Blog Archives

My completely uninformed guide to March Madness and some thoughts on my kaggle entry

I submitted my March Madness Machine Learning Mania today. My two entries consist of picks made using the actual spread for first round games and then a simple Bradley-Terry model for the games past that. In my second bracket, which I called the “aggressive” one, I picks UConn in the men’s bracket and South Carolina in the women’s bracket to win each round (and thus the tournament) with probability 1. So is UConn and South Carolina win, maybe I have a shot at winning. I also manually adjusted two teams on the women’s side (South Carolina and USC). The problem with South Carolina is that they haven’t lost any games and Bradley-Terry basically can’t handle that. I adjusted their regression coefficients to match the market price that they win the tournament. I also adjusted USC on the women’s side because they were way off their market price too. I didn’t make any adjustments to the men’s side because the futures prices were generally in the ball park with what I was estimating (i.e. there are three truly top teams in the men’s bracket (Purdue, UConn, Houston), then a sizable gap down to the next team (which I think is Iowa State. North Carolina got a gift of a 1 seed.)

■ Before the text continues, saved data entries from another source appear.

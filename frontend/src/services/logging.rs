use std::fmt;

use tracing::field::{Field, Visit};
use tracing::{Event, Level, Subscriber};
use tracing_subscriber::filter::LevelFilter;
use tracing_subscriber::layer::{Context, Layer};
use tracing_subscriber::prelude::*;

/// Console log level
#[derive(Debug, Clone, Copy, PartialEq, Eq)]
pub enum LogLevel {
    Debug,
    Info,
    Warn,
    Error,
}

impl LogLevel {
    fn as_str(&self) -> &'static str {
        match self {
            LogLevel::Debug => "debug",
            LogLevel::Info => "info",
            LogLevel::Warn => "warn",
            LogLevel::Error => "error",
        }
    }
}

impl From<&Level> for LogLevel {
    fn from(level: &Level) -> Self {
        match *level {
            Level::ERROR => LogLevel::Error,
            Level::WARN => LogLevel::Warn,
            Level::INFO => LogLevel::Info,
            _ => LogLevel::Debug,
        }
    }
}

pub struct Logger;

impl Logger {
    pub fn debug_with_component(component: &str, message: &str) {
        Self::log(LogLevel::Debug, component, message);
    }

    pub fn info_with_component(component: &str, message: &str) {
        Self::log(LogLevel::Info, component, message);
    }

    pub fn warn_with_component(component: &str, message: &str) {
        Self::log(LogLevel::Warn, component, message);
    }

    pub fn error_with_component(component: &str, message: &str) {
        Self::log(LogLevel::Error, component, message);
    }

    pub fn log(level: LogLevel, component: &str, message: &str) {
        let line = format_line(level, component, message);
        match level {
            LogLevel::Debug => gloo::console::debug!(line),
            LogLevel::Info => gloo::console::info!(line),
            LogLevel::Warn => gloo::console::warn!(line),
            LogLevel::Error => gloo::console::error!(line),
        }
    }
}

fn format_line(level: LogLevel, component: &str, message: &str) -> String {
    format!("[{}] {}: {}", level.as_str(), component, message)
}

/// Collects an event's message and fields into one line
#[derive(Default)]
struct EventLine {
    message: String,
    fields: Vec<String>,
}

impl EventLine {
    fn render(&self) -> String {
        let mut line = self.message.clone();
        for field in &self.fields {
            if !line.is_empty() {
                line.push(' ');
            }
            line.push_str(field);
        }
        line
    }
}

impl Visit for EventLine {
    fn record_str(&mut self, field: &Field, value: &str) {
        if field.name() == "message" {
            self.message = value.to_string();
        } else {
            self.fields.push(format!("{}={}", field.name(), value));
        }
    }

    fn record_debug(&mut self, field: &Field, value: &dyn fmt::Debug) {
        if field.name() == "message" {
            self.message = format!("{:?}", value);
        } else {
            self.fields.push(format!("{}={:?}", field.name(), value));
        }
    }
}

type Emitter = Box<dyn Fn(LogLevel, &str, &str) + Send + Sync>;

/// Forwards `tracing` events to the browser console through `Logger`,
/// using the event target as the component name
pub struct ConsoleLayer {
    emit: Emitter,
}

impl ConsoleLayer {
    pub fn new() -> Self {
        Self::with_emitter(Logger::log)
    }

    pub fn with_emitter(emit: impl Fn(LogLevel, &str, &str) + Send + Sync + 'static) -> Self {
        Self { emit: Box::new(emit) }
    }
}

impl Default for ConsoleLayer {
    fn default() -> Self {
        Self::new()
    }
}

impl<S: Subscriber> Layer<S> for ConsoleLayer {
    fn on_event(&self, event: &Event<'_>, _ctx: Context<'_, S>) {
        let mut line = EventLine::default();
        event.record(&mut line);
        let metadata = event.metadata();
        (self.emit)(LogLevel::from(metadata.level()), metadata.target(), &line.render());
    }
}

/// Installs the console layer as the global subscriber
pub fn init_tracing() {
    let installed = tracing_subscriber::registry()
        .with(LevelFilter::DEBUG)
        .with(ConsoleLayer::new())
        .try_init();
    if installed.is_err() {
        Logger::warn_with_component("Logger", "tracing subscriber already installed");
    }
}

#[cfg(test)]
mod tests {
    use super::*;
    use std::sync::{Arc, Mutex};

    #[test]
    fn test_format_line_tags_component() {
        assert_eq!(
            format_line(LogLevel::Warn, "ExpenseForm", "amount missing"),
            "[warn] ExpenseForm: amount missing"
        );
    }

    #[test]
    fn test_console_layer_forwards_events_with_fields() {
        let lines = Arc::new(Mutex::new(Vec::new()));
        let captured = lines.clone();
        let layer = ConsoleLayer::with_emitter(move |level, component, message| {
            captured
                .lock()
                .unwrap()
                .push((level, component.to_string(), message.to_string()));
        });
        let subscriber = tracing_subscriber::registry().with(layer);

        tracing::subscriber::with_default(subscriber, || {
            tracing::warn!(amount = "abc", delta = 10_000, "submission rejected");
            tracing::info!("expense form loaded");
        });

        let lines = lines.lock().unwrap();
        assert_eq!(lines.len(), 2);
        assert_eq!(lines[0].0, LogLevel::Warn);
        assert!(lines[0].1.ends_with("services::logging::tests"));
        assert_eq!(lines[0].2, "submission rejected amount=abc delta=10000");
        assert_eq!(lines[1].0, LogLevel::Info);
        assert_eq!(lines[1].2, "expense form loaded");
    }

    #[test]
    fn test_level_mapping() {
        assert_eq!(LogLevel::from(&Level::ERROR), LogLevel::Error);
        assert_eq!(LogLevel::from(&Level::TRACE), LogLevel::Debug);
    }
}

I’m really excited about the new scoring system for Kaggle this year. And I think they got the scoring system right. A few weeks ago I believe I read that the scoring system was going to be average bracket score with traditional bracket scoring (1-2-4-8-16-32). My first thought when I saw this was that the best strategy is to just enter one bracket and hope. I think other people figured this out and they change it to a Brier score metric. But what they really got right this year is that that don’t take the average over all the GAMES, they take the average over the 6 ROUNDS. This weights the game in the finals much more heavily than a game in the first round, much closer to traditional bracket games.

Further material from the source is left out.